藤巻幸大が各界で活躍する方々をゲストに招き、“モノとのつきあいかた”を語り合う「ゲストインタビュー」。今回のゲストはデザイナーの森田恭通さん。神戸・三宮にあるバー「COOL」の内装からスタートして26年。世界中でその才能と実績を認められる森田さんが考える、モノとの幸せな関係とは??。ご自身がインテリアデザインを手がけたという「CROSS TOKYO」でお話を伺いました。(後編)
前編はこちら

よいデザインとは、
“商売の起爆剤”である

藤巻 デザイナー森田恭通にとって「デザイン」とは何だと思いますか。
森田 今、僕が求められている役割は大きく2つに分けられるんです。一方は予算などの制約のなかで、“商売の起爆剤”になるようなデザインをする「D森田」、もう一方は自由に好きなことを追求するアーティストとしての「A森田」です。
藤巻 デザイナー(D)とアーティスト(A)の定義が明確に分かれている。
森田 デザイナーはどれだけ格好いいものを作っても“結果”につながらなければ、あまり意味がないと思っています。
藤巻 おっしゃる通り!

森田 いいデザインは人をハッピーにしてくれるのと同時に、売上げも上がる(笑)
藤巻 あの斬新なデザインは、何をどのようなとっかかりにして生まれてくるものなんですか。
森田 僕が常に考えているのは「何がないんだろう?」ということです。店舗にしても、地域にしても何かしら欠けているものがある。“あったらほしいな”“これまで、どうしてなかったんだろう?”探り当て、デザインの力で形にするのが僕の役目です。
藤巻 これだけモノが溢れているけれど、欲しいモノは案外見つからないんですよね。
森田 僕たちデザイナーは「欲しい!」と思うようなものを世の中に送り出していくのが使命だとも言える。
藤巻 同じようなものが多すぎるんですよね。
森田 求められているのはオリジナリティ。日本は不況だと言われて久しいし、ものづくりの現場も厳しい状況に直面している。でも、日本には世界に誇れる“ソフト”があるんです。クリエイティビティのレベルの高さは、世界と勝負する切り札になりうる。
藤巻 非常に繊細なクリエイティビティを持っているんですよね。
森田 ぜひどんどん海外にも輸出したいし、逆輸入もしたい。デザインは日本を良くする力を秘めていると思うんです。

身近なデザインに秘められた
暮らしを変革するパワー

藤巻 “ありそうでなかったもの”といえば、森田さんのルームディフューザーもそうですよね。
森田 ルームディフューザー本体だけではなく、香りもデザインしています。
藤巻 「香りもデザインする」というのが、斬新ですよね。
森田 あるテーマでイメージを膨らませるところからはじめるんです。すごくキレイな女性を想像し、その人が身につける香りだとしたら、どんな香りだろう……とかね(笑)
藤巻 僕は「フィグ」を愛用していて、仕事部屋にも置いています。リフレッシュできるし、気分が上がる大好きな匂い。女性につけてほしい香りでもあるんですよね。

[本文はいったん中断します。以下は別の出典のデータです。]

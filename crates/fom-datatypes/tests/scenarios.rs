// SPDX-License-Identifier: Apache-2.0 OR MIT
// Copyright (c) 2025-2026 naskel.com

#![cfg(feature = "aggregates")]

//! End-to-end datatype resolution against realistic FOM fragments.

use fom_datatypes::{
    ByteOrder, DatatypeKind, DatatypeRef, DatatypeRegistry, Dimension, Enumerator, LookupError,
};

const RESTAURANT_FOM: &str = r#"<?xml version="1.0" encoding="UTF-8"?>
<objectModel xmlns="http://standards.ieee.org/IEEE1516-2010">
  <dataTypes>
    <basicDataRepresentations>
      <basicData name="HLAinteger32BE" size="4" endianness="BIG"/>
      <basicData name="HLAfloat64BE" size="8" endianness="BIG"/>
      <basicData name="HLAoctet" size="1" endianness="BIG"/>
    </basicDataRepresentations>
    <simpleDataTypes>
      <simpleData name="PayRate" representation="HLAinteger32BE"/>
      <simpleData name="Price" representation="HLAfloat64BE"/>
    </simpleDataTypes>
    <enumeratedDataTypes>
      <enumeratedData name="Flavour" representation="HLAinteger32BE">
        <enumerator name="Vanilla" values="0"/>
        <enumerator name="Chocolate" values="1"/>
      </enumeratedData>
    </enumeratedDataTypes>
    <arrayDataTypes>
      <arrayData name="Menu" dataType="MenuItem" cardinality="Dynamic"/>
      <arrayData name="Grid" dataType="HLAoctet" cardinality="[0..3],[0..4]"/>
      <arrayData name="Triple" dataType="Price" cardinality="3"/>
    </arrayDataTypes>
    <fixedRecordDataTypes>
      <fixedRecordData name="MenuItem">
        <field name="flavour" dataType="Flavour"/>
        <field name="price" dataType="Price"/>
        <field name="scoops" dataType="HLAoctet"/>
      </fixedRecordData>
    </fixedRecordDataTypes>
    <variantRecordDataTypes>
      <variantRecordData name="Topping" discriminant="Kind" dataType="ToppingKind">
        <alternative name="SauceAmount" dataType="Price" enumerator="Sauce"/>
        <alternative name="Nothing" dataType="NA" enumerator="Plain"/>
        <alternative name="Extra" dataType="HLAoctet" enumerator="HLAother"/>
      </variantRecordData>
      <enumeratedData name="ToppingKind" representation="HLAoctet">
        <enumerator name="Sauce" values="0"/>
        <enumerator name="Plain" values="1"/>
        <enumerator name="Nuts" values="2"/>
        <enumerator name="Sprinkles" values="3"/>
      </enumeratedData>
    </variantRecordDataTypes>
  </dataTypes>
</objectModel>"#;

fn registry() -> DatatypeRegistry {
    let registry = DatatypeRegistry::new();
    registry.initialize(RESTAURANT_FOM).unwrap();
    registry
}

#[test]
fn test_pay_rate_scenario() {
    let registry = registry();
    let pay_rate = registry
        .get_attribute_datatype("PayRate", "simpleData")
        .unwrap();
    assert_eq!(pay_rate.kind(), DatatypeKind::Simple);
    assert_eq!(pay_rate.name(), "PayRate");

    let basic = registry.resolve(pay_rate.representation().unwrap()).unwrap();
    assert_eq!(basic.kind(), DatatypeKind::Basic);
    assert_eq!(basic.name(), "HLAinteger32BE");
    assert_eq!(basic.byte_size(), Some(4));
    assert_eq!(basic.byte_order(), Some(ByteOrder::Big));
}

#[test]
fn test_flavour_scenario() {
    let registry = registry();
    let flavour = registry
        .get_attribute_datatype("Flavour", "enumeratedData")
        .unwrap();
    assert_eq!(flavour.kind(), DatatypeKind::Enumerated);
    let enumerators = flavour.enumerators().unwrap();
    assert_eq!(enumerators.len(), 2);
    assert_eq!(enumerators[0], Enumerator::new("Vanilla", "0"));
    assert_eq!(enumerators[1], Enumerator::new("Chocolate", "1"));
}

#[test]
fn test_missing_and_uninitialized() {
    let registry = registry();
    assert!(matches!(
        registry.get_parameter_datatype("Sundae", "fixedRecordData"),
        Err(LookupError::NotFound { .. })
    ));

    let empty = DatatypeRegistry::new();
    assert_eq!(
        empty.get_parameter_datatype("Sundae", "fixedRecordData"),
        Err(LookupError::NotInitialized)
    );
}

#[test]
fn test_array_declared_before_its_element() {
    let registry = registry();
    let menu = registry.get_attribute_datatype("Menu", "arrayData").unwrap();
    assert_eq!(menu.kind(), DatatypeKind::Array);
    assert_eq!(
        menu.element_type(),
        Some(&DatatypeRef::new("MenuItem", DatatypeKind::FixedRecord))
    );
    assert_eq!(menu.dimensions().unwrap(), &[Dimension::dynamic()]);
    assert!(menu.dimensions().unwrap()[0].is_dynamic());
}

#[test]
fn test_array_dimensions() {
    let registry = registry();
    let grid = registry.get_attribute_datatype("Grid", "arrayData").unwrap();
    assert_eq!(
        grid.dimensions().unwrap(),
        &[Dimension::bounded(0, 3), Dimension::bounded(0, 4)]
    );

    let triple = registry.get_attribute_datatype("Triple", "arrayData").unwrap();
    assert_eq!(triple.dimensions().unwrap()[0].cardinality(), Some(3));
    assert_eq!(
        triple.element_type(),
        Some(&DatatypeRef::new("Price", DatatypeKind::Simple))
    );
}

#[test]
fn test_fixed_record_fields() {
    let registry = registry();
    let item = registry
        .get_attribute_datatype("MenuItem", "fixedRecordData")
        .unwrap();
    let fields = item.fields().unwrap();
    let names: Vec<&str> = fields.iter().map(|f| f.name.as_str()).collect();
    assert_eq!(names, vec!["flavour", "price", "scoops"]);
    assert_eq!(
        fields[0].datatype,
        DatatypeRef::new("Flavour", DatatypeKind::Enumerated)
    );

    // Every nested reference is already resolvable from the cache.
    let before = registry.stats().constructions;
    for reference in item.references() {
        let nested = registry.resolve(reference).unwrap();
        assert_eq!(nested.kind(), reference.kind);
    }
    assert_eq!(registry.stats().constructions, before);
}

#[test]
fn test_variant_record_alternatives() {
    let registry = registry();
    let topping = registry
        .get_parameter_datatype("Topping", "variantRecordData")
        .unwrap();
    assert_eq!(topping.kind(), DatatypeKind::VariantRecord);

    let (discriminant, discriminant_type) = topping.discriminant().unwrap();
    assert_eq!(discriminant, "Kind");
    assert_eq!(
        discriminant_type,
        &DatatypeRef::new("ToppingKind", DatatypeKind::Enumerated)
    );

    let alternatives = topping.alternatives().unwrap();
    let names: Vec<&str> = alternatives.iter().map(|a| a.name.as_str()).collect();
    assert_eq!(names, vec!["SauceAmount", "Nothing", "Extra"]);

    assert_eq!(
        alternatives[0].enumerators,
        vec![Enumerator::new("Sauce", "0")]
    );
    assert_eq!(alternatives[1].datatype, None);
    assert_eq!(
        alternatives[2].enumerators,
        vec![Enumerator::new("Nuts", "2"), Enumerator::new("Sprinkles", "3")]
    );

    assert_eq!(
        topping.alternative_for("Sprinkles").map(|a| a.name.as_str()),
        Some("Extra")
    );
    assert_eq!(
        topping.alternative_for("Plain").map(|a| a.name.as_str()),
        Some("Nothing")
    );
}

#[test]
fn test_variant_record_rejects_unknown_enumerator() {
    let fom = r#"<fom>
        <basicData name="HLAoctet" size="1" endianness="BIG"/>
        <enumeratedData name="Switch" representation="HLAoctet">
            <enumerator name="On" values="1"/>
        </enumeratedData>
        <variantRecordData name="Bad" discriminant="State" dataType="Switch">
            <alternative name="Broken" dataType="HLAoctet" enumerator="Off"/>
        </variantRecordData>
        <variantRecordData name="NotEnum" discriminant="State" dataType="HLAoctet">
            <alternative name="Any" dataType="HLAoctet" enumerator="On"/>
        </variantRecordData>
    </fom>"#;
    let registry = DatatypeRegistry::new();
    registry.initialize(fom).unwrap();

    for name in ["Bad", "NotEnum"] {
        assert!(matches!(
            registry.get_datatype(name, DatatypeKind::VariantRecord),
            Err(LookupError::Malformed { .. })
        ));
    }
    // The discriminant itself survived the failed constructions.
    assert!(registry.get_datatype("Switch", DatatypeKind::Enumerated).is_ok());
}

#[test]
fn test_omt_element_form() {
    let fom = r#"<objectModel xmlns="http://standards.ieee.org/IEEE1516-2010">
  <dataTypes>
    <basicDataRepresentations>
      <basicData><name>HLAinteger32BE</name><size>32</size><endian>Big</endian></basicData>
    </basicDataRepresentations>
    <enumeratedDataTypes>
      <enumeratedData>
        <name>Color</name>
        <representation>HLAinteger32BE</representation>
        <enumerator><name>Red</name><value>0</value></enumerator>
        <enumerator><name>Green</name><value>1</value></enumerator>
      </enumeratedData>
    </enumeratedDataTypes>
    <arrayDataTypes>
      <arrayData><name>Palette</name><dataType>Color</dataType><cardinality>16</cardinality></arrayData>
    </arrayDataTypes>
    <fixedRecordDataTypes>
      <fixedRecordData>
        <name>Pixel</name>
        <field><name>color</name><dataType>Color</dataType></field>
        <field><name>alpha</name><dataType>HLAinteger32BE</dataType></field>
      </fixedRecordData>
    </fixedRecordDataTypes>
    <variantRecordDataTypes>
      <variantRecordData>
        <name>Paint</name>
        <discriminant>Which</discriminant>
        <dataType>Color</dataType>
        <alternative><enumerator>Red, Green</enumerator><name>Pixel</name><dataType>Pixel</dataType></alternative>
      </variantRecordData>
    </variantRecordDataTypes>
  </dataTypes>
</objectModel>"#;
    let registry = DatatypeRegistry::new();
    registry.initialize(fom).unwrap();

    let basic = registry
        .get_datatype("HLAinteger32BE", DatatypeKind::Basic)
        .unwrap();
    assert_eq!(basic.byte_size(), Some(4));

    let color = registry.get_datatype("Color", DatatypeKind::Enumerated).unwrap();
    assert_eq!(
        color.enumerators().unwrap(),
        &[Enumerator::new("Red", "0"), Enumerator::new("Green", "1")]
    );

    let palette = registry.get_datatype("Palette", DatatypeKind::Array).unwrap();
    assert_eq!(palette.dimensions().unwrap(), &[Dimension::fixed(16)]);

    let pixel = registry
        .get_datatype("Pixel", DatatypeKind::FixedRecord)
        .unwrap();
    assert_eq!(pixel.fields().unwrap().len(), 2);

    let paint = registry
        .get_datatype("Paint", DatatypeKind::VariantRecord)
        .unwrap();
    let alternatives = paint.alternatives().unwrap();
    assert_eq!(alternatives.len(), 1);
    assert_eq!(alternatives[0].enumerators.len(), 2);
    assert_eq!(
        alternatives[0].datatype,
        Some(DatatypeRef::new("Pixel", DatatypeKind::FixedRecord))
    );
}

#[test]
fn test_resolve_all_counts_every_declaration() {
    let registry = registry();
    assert_eq!(registry.resolve_all().unwrap(), 12);
    assert!(registry.cycle_reports().is_empty());
}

森田 照明をひとつ変えても、空間はガラリと変わる。僕がホームウェアを手がける理由はまさに、そこにあります。
藤巻 身近にあるデザインを大切にするって、できているようで案外できていないことのひとつかもしれない。
森田 この花瓶はルシアン ペラフィネとのコラボレーションです。
藤巻 これはまた、面白いですね!

森田 ルシアンのカシミア製ニットが大好きなんだけれど、あるとき出会って意気投合して、“何か一緒に作ろう”という話になったんです。
藤巻 どうして花瓶だったんですか。
森田 部屋に花があるとハッピーになるでしょう?(笑)
藤巻 なるほど!
森田 花瓶はクリスタルでできているんだけれど、ヨーロッパで吹いたクリスタルを持ち込んで、日本で加工。日欧の技術をミックスして作ったものなんです。
藤巻 一流のデザイナーが組んで、日常使いのものを作るのは新しい潮流になりそう。
森田 二つの個性がぶつかりあうことで、これまでになかったものが生まれてくるのが楽しいですよね。

世界のモリタが東京をデザインするとしたら……?


藤巻 森田さんは日本と海外を行き来しながら仕事をしているわけだけれど、海外で過ごす時間は森田さんにとってどんな時間?
森田 強行スケジュールが多いんですよね。この間も、4日間でマイアミとロスに行き、プレゼンして帰ってきました(笑)
藤巻 プレゼンという闘いの現場でもある。
森田 あと、必ずやるようにしているのは、その土地や街でいちばん人が盛り上がっているところに連れて行ってもらう。“そこに勝つにはどうすればいいか”から考えるんです。
藤巻 なるほど! では、もし、デザイナー森田恭通が東京をデザインするとなったら、どうですか。どんなことをやってみたい?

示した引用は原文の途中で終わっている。